_ACTIVITY_
If a line in the listing contains "TokioMutex", copy it out whole.

──────── DATA EXTRACTS

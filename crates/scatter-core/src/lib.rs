pub mod config;
pub mod error;
pub mod types;

pub use error::{ScatterError, ScatterResult};
pub use types::Message;

/// Largest control-frame body accepted on the wire, in bytes.
pub const MAX_FRAME_SIZE: usize = 1028;
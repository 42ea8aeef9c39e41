//! Per-key exclusive operation locks.

use std::collections::HashMap;
use std::sync::{Arc, Mutex};
use tokio::sync::{Mutex as TokioMutex, OwnedMutexGuard};

/// Hands out one async mutex per key so operations on the same key run one
/// at a time while different keys proceed in parallel.
///
/// Entries nobody holds or waits on are pruned on the next acquisition.
#[derive(Default)]
pub struct KeyLocks {
    table: Mutex<HashMap<String, Arc<TokioMutex<()>>>>,
}

pub type KeyGuard = OwnedMutexGuard<()>;

impl KeyLocks {
    pub fn new() -> Self {
        Self::default()
    }

    pub async fn lock(&self, key: &str) -> KeyGuard {
        let slot = {
            let mut table = self.table.lock().unwrap_or_else(|e| e.into_inner());
            table.retain(|k, m| k == key || Arc::strong_count(m) > 1);
            table
                .entry(key.to_string())
                .or_insert_with(|| Arc::new(TokioMutex::new(())))
                .clone()
        };
        slot.lock_owned().await
    }

    pub fn len(&self) -> usize {
        self.table.lock().unwrap_or_else(|e| e.into_inner()).len()
    }

    pub fn is_empty(&self) -> bool {
        self.len() == 0
    }
}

────────────────

_SOLUTION_
use tokio::sync::{Mutex as TokioMutex, OwnedMutexGuard};
    table: Mutex<HashMap<String, Arc<TokioMutex<()>>>>,
                .or_insert_with(|| Arc::new(TokioMutex::new(())))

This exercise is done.